Life, nor any phase of life, is not a journey from point A to point B. There is no point B—except perhaps death—but even beyond death, there is more work to do, more insights to unfold.

 

When they say life is about the journey not the destination, I suppose that’s true, even if that saying has become quite kitsch. But let’s refine it—Life is a continual process of emergence on every level. Paint that on a piece of wood and hang it over your kitchen sink. We set goals and we achieve goals, but is that the end? Does that bring us happiness? Are we ever finished? There is no place to go, no ideal image to achieve. We operate between two extremes—point A and point B, old me versus new me. But here’s the thing, the extremes don’t really exist. There is no arrival and no destination, only the intangible middle. We are a part of an unfolding process, but we believe ourselves to be seers. It certainly provides momentary comfort to feel as if we know where we’re going, a little map towards our own future.
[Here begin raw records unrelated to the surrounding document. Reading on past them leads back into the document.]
use std::io::{stdout, IsTerminal, Stdout, Write};
use std::time::Duration;

use crossterm::event::{poll, read, Event, KeyCode, KeyEvent, KeyEventKind, KeyModifiers};
use crossterm::terminal::{ClearType, EnterAlternateScreen, LeaveAlternateScreen};
use crossterm::{cursor, execute, queue, style, terminal};
use log::debug;

use crate::config::Config;
use crate::engine::{GameState, Status};
use crate::error::{Result, SnakeError, ViewportTooSmall};
use crate::game::{Key, Keyboard, Screen};
use crate::snake::Direction::*;
use crate::{Coords, TermInt};

const SNAKE_BODY_CHAR: char = '█';
const FOOD_CHAR: char = 'O';
const DEAD_SNAKE_CHAR: char = 'X';

/// Owns stdout while a session runs. Anything drawn outside the visible
/// area is dropped.
pub struct TermManager {
    width: TermInt,
    height: TermInt,
    stdout: Stdout,
}

impl TermManager {
    /// Fails when stdout is not an interactive terminal crossterm can drive.
    pub fn new() -> Result<Self> {
        let stdout = stdout();
        if !stdout.is_terminal() {
            return Err(SnakeError::MissingTerminal { reason: "standard output is not a terminal".to_string() });
        }

        let (width, height) = terminal::size()
            .map_err(|err| SnakeError::MissingTerminal { reason: format!("cannot read terminal size: {}", err) })?;
        Ok(TermManager { width, height, stdout })
    }

    pub fn setup(&mut self) -> Result<()> {
        execute!(self.stdout, EnterAlternateScreen)?;
        terminal::enable_raw_mode()?;
        execute!(self.stdout, cursor::Hide, cursor::DisableBlinking)?;
        Ok(())
    }

    pub fn restore(&mut self) -> Result<()> {
        terminal::disable_raw_mode()?;
        execute!(self.stdout, cursor::Show, cursor::EnableBlinking, LeaveAlternateScreen)?;
        Ok(())
    }

    ///////////////////////////////////////////////////////////////////////////

    fn refresh_size(&mut self) -> Result<()> {
        let (width, height) = terminal::size()?;
        self.width = width;
        self.height = height;
        Ok(())
    }

    fn clear(&mut self) -> Result<()> {
        queue!(self.stdout, terminal::Clear(ClearType::All))?;
        Ok(())
    }

    fn flush(&mut self) -> Result<()> {
        self.stdout.flush()?;
        Ok(())
    }

    fn print_at(&mut self, (row, col): Coords, ch: char) -> Result<()> {
        if row >= self.height || col >= self.width {
            return Ok(());
        }

        queue!(self.stdout, cursor::MoveTo(col, row), style::Print(ch))?;
        Ok(())
    }

    /// Prints `text` from `(row, col)`, cut short one column before the right
    /// edge so the cursor never wraps.
    fn print_str_at(&mut self, (row, col): Coords, text: &str) -> Result<()> {
        if row >= self.height || col >= self.width {
            return Ok(());
        }

        let room = (self.width - col).saturating_sub(1) as usize;
        let trimmed: String = text.chars().take(room).collect();
        queue!(self.stdout, cursor::MoveTo(col, row), style::Print(trimmed))?;
        Ok(())
    }

    fn draw_borders(&mut self, config: &Config) -> Result<()> {
        let (height, width) = (config.height(), config.width());
        let (end_y, end_x) = (height - 1, width - 1);

        for x in 0..width {
            let ch = if x == 0 || x == end_x {'+'} else {'-'};
            self.print_at((0, x), ch)?;
            self.print_at((end_y, x), ch)?;
        }

        for y in 1..end_y {
            self.print_at((y, 0), '|')?;
            self.print_at((y, end_x), '|')?;
        }

        Ok(())
    }

    fn draw_snake(&mut self, state: &GameState, dead: bool) -> Result<()> {
        let head_char = state.direction().head_char();

        for (i, &pos) in state.snake().body().iter().enumerate() {
            let ch = match (dead, i) {
                (true, _) => DEAD_SNAKE_CHAR,
                (false, 0) => head_char,
                _ => SNAKE_BODY_CHAR,
            };
            self.print_at(pos, ch)?;
        }

        Ok(())
    }

    fn draw_status(&mut self, state: &GameState) -> Result<()> {
        let row = state.config().height().min(self.height.saturating_sub(1));
        let message = format!("Score: {}  (q = quit)", state.score());

        queue!(self.stdout, cursor::MoveTo(0, row), terminal::Clear(ClearType::CurrentLine))?;
        self.print_str_at((row, 0), &message)
    }

    /// Centred box of text on top of whatever is on screen.
    fn show_message(&mut self, lines: &[&str]) -> Result<()> {
        let msg_height = (lines.len() + 2) as TermInt;
        let msg_width = (lines.iter().map(|x| x.chars().count()).max().unwrap_or(0) + 2) as TermInt;
        let top = (self.height / 2).saturating_sub(msg_height / 2);
        let left = (self.width / 2).saturating_sub(msg_width / 2);

        // Blank padding rows above and below the text
        let blank = " ".repeat(msg_width as usize);
        self.print_str_at((top, left), &blank)?;
        self.print_str_at((top + msg_height - 1, left), &blank)?;

        for (i, line) in lines.iter().enumerate() {
            let padded_line = format!("{line: ^width$}", line = line, width = msg_width as usize);
            self.print_str_at((top + i as TermInt + 1, left), &padded_line)?;
        }

        Ok(())
    }
}

impl Screen for TermManager {
    fn viewport(&mut self) -> Result<(TermInt, TermInt)> {
        self.refresh_size()?;
        Ok((self.height, self.width))
    }

    fn render(&mut self, state: &GameState) -> Result<()> {
        self.refresh_size()?;
        self.clear()?;
        self.draw_borders(state.config())?;
        self.draw_snake(state, false)?;

        if let Some(food) = state.food() {
            self.print_at(food, FOOD_CHAR)?;
        }

        self.draw_status(state)?;
        self.flush()
    }

    fn show_game_over(&mut self, state: &GameState) -> Result<()> {
        let won = state.status() == Status::Won;
        if !won {
            self.draw_snake(state, true)?;
        }

        let score = format!("Score: {}", state.score());
        self.show_message(&[
            if won {"You won!"} else {"Game over!"},
            score.as_str(),
            "",
            "Press r to play again,",
            "or q to quit."
        ])?;
        self.flush()
    }

    fn show_too_small(&mut self, err: &ViewportTooSmall) -> Result<()> {
        self.clear()?;

        for (row, line) in err.message_lines().iter().enumerate() {
            self.print_str_at((row as TermInt, 0), line)?;
        }

        self.flush()
    }
}

impl Keyboard for TermManager {
    fn poll_key(&mut self) -> Result<Option<Key>> {
        let mut keys = vec![];

        while poll(Duration::ZERO)? {
            if let Event::Key(ev) = read()? {
                keys.extend(map_key(&ev));
            }
        }

        if keys.len() > 1 {
            debug!("collapsing {} queued keys", keys.len());
        }
        Ok(collapse(keys))
    }

    fn wait_key(&mut self) -> Result<Key> {
        loop {
            if let Event::Key(ev) = read()? {
                if let Some(key) = map_key(&ev) {
                    return Ok(key);
                }
            }
        }
    }
}

/// Stdout needs a real terminal; tells the player what to try instead.
pub fn remediation_hint() -> &'static str {
    if cfg!(windows) {
        "Run the game from Windows Terminal or a console window, not from a redirected or piped shell."
    } else {
        "Run the game from an interactive terminal (not a pipe or redirect) and check that TERM is set."
    }
}

/// Only key presses count; releases and auto-repeats are ignored.
pub fn map_key(ev: &KeyEvent) -> Option<Key> {
    if ev.kind != KeyEventKind::Press {
        return None;
    }

    let key = match ev.code {
        KeyCode::Char('c') if ev.modifiers.contains(KeyModifiers::CONTROL) => Key::Quit,
        KeyCode::Char('q') | KeyCode::Char('Q') => Key::Quit,
        KeyCode::Char('r') | KeyCode::Char('R') => Key::Restart,
        KeyCode::Char('w') | KeyCode::Up => Key::Turn(Up),
        KeyCode::Char('a') | KeyCode::Left => Key::Turn(Left),
        KeyCode::Char('s') | KeyCode::Down => Key::Turn(Down),
        KeyCode::Char('d') | KeyCode::Right => Key::Turn(Right),
        _ => Key::Other,
    };
    Some(key)
}

/// Reduces everything queued since the last tick to one key: a quit anywhere
/// in the queue wins, otherwise the most recent key does.
fn collapse(keys: Vec<Key>) -> Option<Key> {
    if keys.contains(&Key::Quit) {
        return Some(Key::Quit);
    }

    keys.into_iter().last()
}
But in truth, we don’t know where we’re going because in actuality, we have no control over our lives. Life is funny that way. The moment you start to get a feel for things, the moment you "see" something, life casts you back out into the free-fall of a tailspin.

 

So if we relinquish the destination and accept the uncertainty of the middle, what might we discover? The middle is a space of boundless potential, whereas if we think we can predict our own destination, our minds close off to what might have become and we limit ourselves entirely. 

 

Easier said than done, and I’ll admit this inquiry has been a mindfuck for me over the last several months. But I do believe that the embodiment of this realization of the middle is perhaps the first step toward a life that is lived through a sense of limitless discovery. It sounds like a more challenging way of life, but in the end, it's much different than awaiting an arrival that will never come. That's a real challenge. That's suffering. The middle offers discovery and joy. And that feels more exciting.